XHR could trigger the same thing that loading a page triggers, i.e. fire the current GC timer, followed by firing another timer if that timer happened to fall in the middle of a page load, etc. I.e. if we make XHR call nsJSContext::GC() (I have a patch for this, and to make that call static so no context is needed etc). That part could land separately from this broader GC scheduling change if need be.

> > And also, this *will* have an impact on how the browser behaves wrt paging 
> 
> Is there anyway we could avoid this, or reduce the impact. Though, I used
> the patch for sometime and didn't see any dramatical changes in paging, I
> think.

Short of doing what the Sun JVM's GC does now (if I remember what I read somewhere correctly) this is not trivially fixable. IIRC, they have code where they can find out whether a memory page is paged in or not and they avoid walking those pages when GC:ing. I'm sure they do walk them at some point, but not as frequently as they do normal GCs.
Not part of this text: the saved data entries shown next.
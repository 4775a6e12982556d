#![allow(dead_code)]

use carbon_headlines::Headline;
use std::io::{self, Write};
use std::sync::{Arc, Mutex, Once};
use tokio::io::{AsyncReadExt, AsyncWriteExt};
use tokio::net::TcpListener;
use tokio::sync::oneshot;

pub const POLITICO_FIXTURE: &str = include_str!("../fixtures/politico_energy.xml");
pub const EUOBSERVER_FIXTURE: &str = include_str!("../fixtures/euobserver.atom");
pub const EMPTY_FIXTURE: &str = include_str!("../fixtures/empty_channel.xml");
pub const LINKED_ENTRIES_FIXTURE: &str = include_str!("../fixtures/linked_entries.atom");

static INIT: Once = Once::new();

pub fn init_tracing() {
    INIT.call_once(|| {
        tracing_subscriber::fmt()
            .with_max_level(tracing::Level::DEBUG)
            .with_test_writer()
            .try_init()
            .ok();
    });
}

/// Cloneable in-memory writer for capturing formatted log lines.
#[derive(Clone, Default)]
pub struct LogBuffer(Arc<Mutex<Vec<u8>>>);

impl LogBuffer {
    pub fn contents(&self) -> String {
        String::from_utf8(self.0.lock().unwrap().clone()).unwrap()
    }
}

impl Write for LogBuffer {
    fn write(&mut self, buf: &[u8]) -> io::Result<usize> {
        self.0.lock().unwrap().extend_from_slice(buf);
        Ok(buf.len())
    }

    fn flush(&mut self) -> io::Result<()> {
        Ok(())
    }
}

pub fn headline(source: &str, url: &str, title: &str) -> Headline {
    Headline {
        source: source.to_string(),
        title: title.to_string(),
        url: url.to_string(),
        published_at: "2025-10-14T09:30:00Z".to_string(),
        excerpt: String::new(),
        is_headline: true,
    }
}

/// Serve exactly one HTTP response on a random local port.
///
/// Returns the URL to request and a receiver that yields the raw request
/// head the client sent.
pub async fn serve_once(status_line: &'static str, body: &'static str) -> (String, oneshot::Receiver<String>) {
    let listener = TcpListener::bind("127.0.0.1:0").await.unwrap();
    let addr = listener.local_addr().unwrap();
    let (tx, rx) = oneshot::channel();

    tokio::spawn(async move {
        let (mut socket, _) = listener.accept().await.unwrap();

        let mut request = Vec::new();
        let mut buf = [0u8; 1024];
        loop {
            let n = socket.read(&mut buf).await.unwrap();
            if n == 0 {
                break;
            }
            request.extend_from_slice(&buf[..n]);
            if request.windows(4).any(|w| w == b"\r\n\r\n") {
                break;
            }
        }
        let _ = tx.send(String::from_utf8_lossy(&request).into_owned());

        let response = format!(
            "HTTP/1.1 {}\r\nContent-Type: application/xml\r\nContent-Length: {}\r\nConnection: close\r\n\r\n{}",
            status_line,
            body.len(),
            body
        );
        socket.write_all(response.as_bytes()).await.unwrap();
        socket.shutdown().await.ok();
    });

    (format!("http://{}/feed", addr), rx)
}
This is something that MMgc might be able to do at some point, maybe, but it's not something we'd want the JS GC and the cycle collector to get involved in I don't think.
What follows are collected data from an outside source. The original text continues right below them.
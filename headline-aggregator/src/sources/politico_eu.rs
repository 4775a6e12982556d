use crate::sources::FeedSource;

pub const NAME: &str = "Politico EU";
pub const FEED_URL: &str = "https://www.politico.eu/section/energy/feed/";

/// Politico Europe's energy and climate section.
///
/// Article links carry `utm_*` campaign parameters which are cut off so the
/// same story shared elsewhere dedups against it.
pub fn source() -> FeedSource {
    FeedSource::new(NAME, FEED_URL).with_tracking_stripped()
}
use anyhow::Context;
use carbon_headlines::aggregator::exclude_urls;
use carbon_headlines::{json, logging, Headline, HeadlineAggregator, SourceConfig};
use clap::Parser;
use std::path::PathBuf;
use std::time::Duration;
use tracing::info;

/// Collect carbon market and climate policy headlines as JSON.
#[derive(Debug, Parser)]
#[command(name = "carbon-headlines", version, about)]
struct Cli {
    /// Maximum number of headlines taken from each source
    #[arg(short, long, default_value_t = 20)]
    limit: usize,

    /// Per-request timeout in seconds
    #[arg(long, default_value_t = 20)]
    timeout_secs: u64,

    /// User-Agent header sent to every feed
    #[arg(long)]
    user_agent: Option<String>,

    /// Write JSON to this file instead of stdout
    #[arg(short, long)]
    output: Option<PathBuf>,

    /// Fetch all sources at the same time
    #[arg(long)]
    concurrent: bool,

    /// Earlier output file; headlines already listed there are left out
    #[arg(long)]
    exclude: Option<PathBuf>,
}

#[tokio::main]
async fn main() -> anyhow::Result<()> {
    logging::init();
    let cli = Cli::parse();

    let mut config = SourceConfig {
        timeout: Duration::from_secs(cli.timeout_secs),
        ..SourceConfig::default()
    };
    if let Some(user_agent) = cli.user_agent {
        config.user_agent = user_agent;
    }

    let aggregator = HeadlineAggregator::with_default_sources(config);
    info!("Collecting from: {}", aggregator.source_names().join(", "));

    let report = if cli.concurrent {
        aggregator.collect_concurrent(cli.limit).await
    } else {
        aggregator.collect(cli.limit).await
    };

    let mut headlines = report.headlines;
    if let Some(path) = &cli.exclude {
        let previous: Vec<Headline> = json::read_json_file(path)
            .with_context(|| format!("reading previous output {}", path.display()))?;
        let known: Vec<&str> = previous.iter().map(|h| h.url.as_str()).collect();
        let before = headlines.len();
        headlines = exclude_urls(headlines, &known);
        info!(
            "Excluded {} headlines already present in {}",
            before - headlines.len(),
            path.display()
        );
    }

    match &cli.output {
        Some(path) => {
            json::write_json_file(path, &headlines)
                .with_context(|| format!("writing {}", path.display()))?;
            info!("Wrote {} headlines to {}", headlines.len(), path.display());
        }
        None => {
            json::write_json(std::io::stdout().lock(), &headlines)
                .context("writing headlines to stdout")?;
        }
    }

    Ok(())
}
And really, this is not really a problem until things go really wrong and we leak a good portion of the available memory on a system, at which point we've already lost, really.
Attached patch v4 (obsolete) — Splinter Review
Keeping the patch still simple, but adding "higherProbability" parameter to
MaybeCC, so that after some user-interaction-xxx notification (which are posted 
every 5s) CC is called more likely. Higher probability is used also with page 
loads, lower probability is used with XHR.
CC is still more likely when user is *inactive*, we don't want to disturb user
too often and we can hope that user is idle every now and then.
user-interactivity counter is reset after ccollect, so if page load triggers
cc, next cc won't happen immediately, even if user is not active.
Attachment #277128 - Attachment is obsolete: true
Attachment #279777 - Flags: review?(jst)
Attachment #277128 - Flags: review?(jst)
Attached patch v5 (obsolete) — Splinter Review
Add still one limit; never call CC more often than NS_MIN_CC_INTERVAL.
Otherwise same as v4
Attachment #279777 - Attachment is obsolete: true
Attachment #280493 - Flags: review?(jst)
Attachment #279777 - Flags: review?(jst)
Comment on attachment 280493 [details] [diff] [review]
v5

I think this is worth getting in to see how it performs in the wild. r=jst
Attachment #280493 - Flags: review?(jst) → review+
Attachment #280493 - Flags: superreview?(jonas)
This is looking a bit weird to me. So we are always calling MaybeCC every 5 seconds and just adjusting the HigherProbability argument depending on user interaction during the last 30-60 seconds. Was that really intended? Also the fact that we can multiple times multiply sDelayedCCollectCount seems strange.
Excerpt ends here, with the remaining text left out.